Scientists are how hard at work trying to figure out the recipe used to make a batch of beer dating back to the 1840s

Mar 5, 2015 12:25 GMT  ·  By

In 2010, a group of divers exploring the waters of the Baltic Sea just off the coast of Finland chanced to find the remains of a ship that underwater archaeologists estimate sank roughly 170 years ago, in the 1840s.
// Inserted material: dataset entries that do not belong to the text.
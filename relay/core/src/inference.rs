//! Synchronous inference
//!
//! The non-streaming variant of a relay request: same envelope, same
//! allow-list, one complete response. No chunking and no pacing apply.

use crate::backend::{UpstreamBackend, UpstreamRequest};
use crate::config::RelayConfig;
use crate::messages::RequestEnvelope;
use crate::security::ValidationResult;
use crate::session::RelayError;

/// Run a request to completion and return the full generated text
///
/// # Errors
///
/// [`RelayError::ModelNotAllowed`] when the model is not on the allow-list
/// (upstream is never contacted), [`RelayError::Upstream`] when the upstream
/// call fails.
pub async fn run(
    config: &RelayConfig,
    backend: &dyn UpstreamBackend,
    envelope: RequestEnvelope,
) -> Result<String, RelayError> {
    if let ValidationResult::Invalid(reason) = config.allowed_models.validate(&envelope.model_id)
    {
        tracing::warn!(model = %envelope.model_id, "Rejected disallowed model");
        return Err(RelayError::ModelNotAllowed(reason));
    }

    let request = UpstreamRequest::new(
        envelope.model_id,
        envelope.messages,
        envelope.max_tokens.unwrap_or(config.default_max_tokens),
    )
    .with_stream(false);

    let response = backend
        .complete(&request)
        .await
        .map_err(|e| RelayError::Upstream(format!("{e:#}")))?;

    tracing::info!(
        model = %response.model,
        tokens = ?response.tokens_used,
        duration_ms = ?response.duration_ms,
        "Completed synchronous inference"
    );

    Ok(response.content)
}

#[cfg(test)]
mod tests {
    use super::*;
    use crate::backend::scripted::ScriptedBackend;
    use crate::messages::ChatMessage;
    use crate::security::AllowList;

    fn config() -> RelayConfig {
        RelayConfig::default().with_allowed_models(AllowList::new(["modelA"]))
    }

    #[tokio::test]
    async fn test_run_returns_full_text() {
        let backend = ScriptedBackend::with_fragments(["He", "llo ", "wor", "ld"]);
        let envelope = RequestEnvelope::new("modelA", vec![ChatMessage::user("Hi")]);

        let text = run(&config(), &backend, envelope).await.unwrap();

        assert_eq!(text, "Hello world");
        let requests = backend.requests();
        assert_eq!(requests.len(), 1);
        assert_eq!(requests[0].max_tokens, 500);
        assert!(!requests[0].stream);
    }

    #[tokio::test]
    async fn test_run_rejects_disallowed_model_without_upstream_call() {
        let backend = ScriptedBackend::with_fragments(["never"]);
        let envelope = RequestEnvelope::new("modelB", vec![ChatMessage::user("Hi")]);

        let err = run(&config(), &backend, envelope).await.unwrap_err();

        assert!(matches!(err, RelayError::ModelNotAllowed(_)));
        assert!(err.to_string().contains("'modelB' is not allowed"));
        assert_eq!(backend.open_count(), 0);
    }

    #[tokio::test]
    async fn test_run_reports_upstream_failure() {
        let backend = ScriptedBackend::failing_open("service unavailable");
        let envelope =
            RequestEnvelope::new("modelA", vec![ChatMessage::user("Hi")]).with_max_tokens(32);

        let err = run(&config(), &backend, envelope).await.unwrap_err();

        assert!(matches!(err, RelayError::Upstream(_)));
        assert!(err.to_string().contains("service unavailable"));
        assert_eq!(backend.requests()[0].max_tokens, 32);
    }
}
When they got around to exploring the wreckage in further detail, researchers found several centuries-old bottles of champagne and beer. Although it was pretty obvious that the beverages were no longer any good, archaeologists decided to bring the bottles to the surface nonetheless.

Now, specialists with the VTT Technical Research Center of Finland Ltd. and the Technical University of Munich are hard at work analyzing the chemical composition of the beer recovered from the floor of the Baltic Sea in an attempt to figure out the recipe used to make it.

The researchers say that, despite the fact that the beer tastes kind of, sort of like sour milk or vinegar, what with all the seawater and the bacteria that got inside the bottles over the decades, it is well preserved enough for them to be able to zoom in on the initial ingredients.

Writing in the American Chemical Society's Journal of Agricultural & Food Chemistry, the specialists explain that, once they know exactly how this beer was made and what ingredients went into brewing it, they will try to recreate the beverage in laboratory conditions.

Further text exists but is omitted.